INSTRUCTIONS FOR THE TASK: How many lines in the data hold the string "process"? State the number alone.

[Collected data]
⟨

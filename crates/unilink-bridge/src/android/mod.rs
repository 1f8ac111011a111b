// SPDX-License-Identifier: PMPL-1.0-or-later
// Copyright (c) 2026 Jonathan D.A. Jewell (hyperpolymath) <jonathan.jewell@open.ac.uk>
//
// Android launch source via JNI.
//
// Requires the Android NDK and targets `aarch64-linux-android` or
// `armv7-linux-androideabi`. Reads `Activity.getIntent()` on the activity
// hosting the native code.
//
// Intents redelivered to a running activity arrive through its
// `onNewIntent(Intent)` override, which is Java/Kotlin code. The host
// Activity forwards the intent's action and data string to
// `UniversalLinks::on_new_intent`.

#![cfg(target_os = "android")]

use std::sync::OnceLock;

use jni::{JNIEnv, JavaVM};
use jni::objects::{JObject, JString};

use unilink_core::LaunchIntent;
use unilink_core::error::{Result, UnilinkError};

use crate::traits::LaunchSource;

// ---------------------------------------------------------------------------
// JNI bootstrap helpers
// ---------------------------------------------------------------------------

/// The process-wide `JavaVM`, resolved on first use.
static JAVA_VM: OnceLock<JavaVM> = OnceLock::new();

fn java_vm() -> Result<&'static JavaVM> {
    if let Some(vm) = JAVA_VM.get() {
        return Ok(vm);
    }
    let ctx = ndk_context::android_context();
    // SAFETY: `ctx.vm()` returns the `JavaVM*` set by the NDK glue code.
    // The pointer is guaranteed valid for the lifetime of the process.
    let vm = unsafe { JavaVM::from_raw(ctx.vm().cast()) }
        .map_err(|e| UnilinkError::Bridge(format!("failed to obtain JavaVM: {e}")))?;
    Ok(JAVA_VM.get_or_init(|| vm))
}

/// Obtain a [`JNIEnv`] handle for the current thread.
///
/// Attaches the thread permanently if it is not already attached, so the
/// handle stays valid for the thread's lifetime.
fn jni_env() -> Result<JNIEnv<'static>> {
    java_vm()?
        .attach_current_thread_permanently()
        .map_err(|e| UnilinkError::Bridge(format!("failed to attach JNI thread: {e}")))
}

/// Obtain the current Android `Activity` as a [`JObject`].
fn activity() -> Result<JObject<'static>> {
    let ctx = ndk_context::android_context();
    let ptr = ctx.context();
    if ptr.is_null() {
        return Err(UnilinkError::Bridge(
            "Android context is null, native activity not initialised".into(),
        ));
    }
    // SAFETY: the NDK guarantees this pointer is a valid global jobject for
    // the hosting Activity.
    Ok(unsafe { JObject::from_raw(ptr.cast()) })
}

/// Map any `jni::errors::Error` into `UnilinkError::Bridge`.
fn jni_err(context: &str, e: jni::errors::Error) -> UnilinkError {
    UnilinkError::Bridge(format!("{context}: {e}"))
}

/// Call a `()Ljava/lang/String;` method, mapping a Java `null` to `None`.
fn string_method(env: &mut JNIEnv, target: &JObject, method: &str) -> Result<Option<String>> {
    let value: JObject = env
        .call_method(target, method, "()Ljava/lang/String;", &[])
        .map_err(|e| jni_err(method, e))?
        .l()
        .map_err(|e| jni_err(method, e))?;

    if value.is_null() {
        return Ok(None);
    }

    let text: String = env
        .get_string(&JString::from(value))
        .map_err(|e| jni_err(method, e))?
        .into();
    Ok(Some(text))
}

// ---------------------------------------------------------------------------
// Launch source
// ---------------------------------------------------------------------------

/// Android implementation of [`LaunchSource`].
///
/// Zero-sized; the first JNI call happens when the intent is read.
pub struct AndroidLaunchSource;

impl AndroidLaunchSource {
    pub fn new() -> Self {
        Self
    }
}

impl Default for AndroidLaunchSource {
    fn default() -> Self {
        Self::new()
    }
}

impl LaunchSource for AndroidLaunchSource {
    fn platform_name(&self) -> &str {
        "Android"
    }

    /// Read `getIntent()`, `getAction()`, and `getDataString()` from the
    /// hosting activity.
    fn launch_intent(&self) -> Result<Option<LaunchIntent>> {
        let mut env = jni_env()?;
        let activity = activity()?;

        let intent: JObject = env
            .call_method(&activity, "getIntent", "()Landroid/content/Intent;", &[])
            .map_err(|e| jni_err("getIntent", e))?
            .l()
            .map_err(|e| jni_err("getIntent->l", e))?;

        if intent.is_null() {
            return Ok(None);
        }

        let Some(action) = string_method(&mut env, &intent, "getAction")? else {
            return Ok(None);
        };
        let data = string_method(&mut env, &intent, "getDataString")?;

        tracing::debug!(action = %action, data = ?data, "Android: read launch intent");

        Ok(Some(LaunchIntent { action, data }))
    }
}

⟩

SOLVED PROBLEM: 2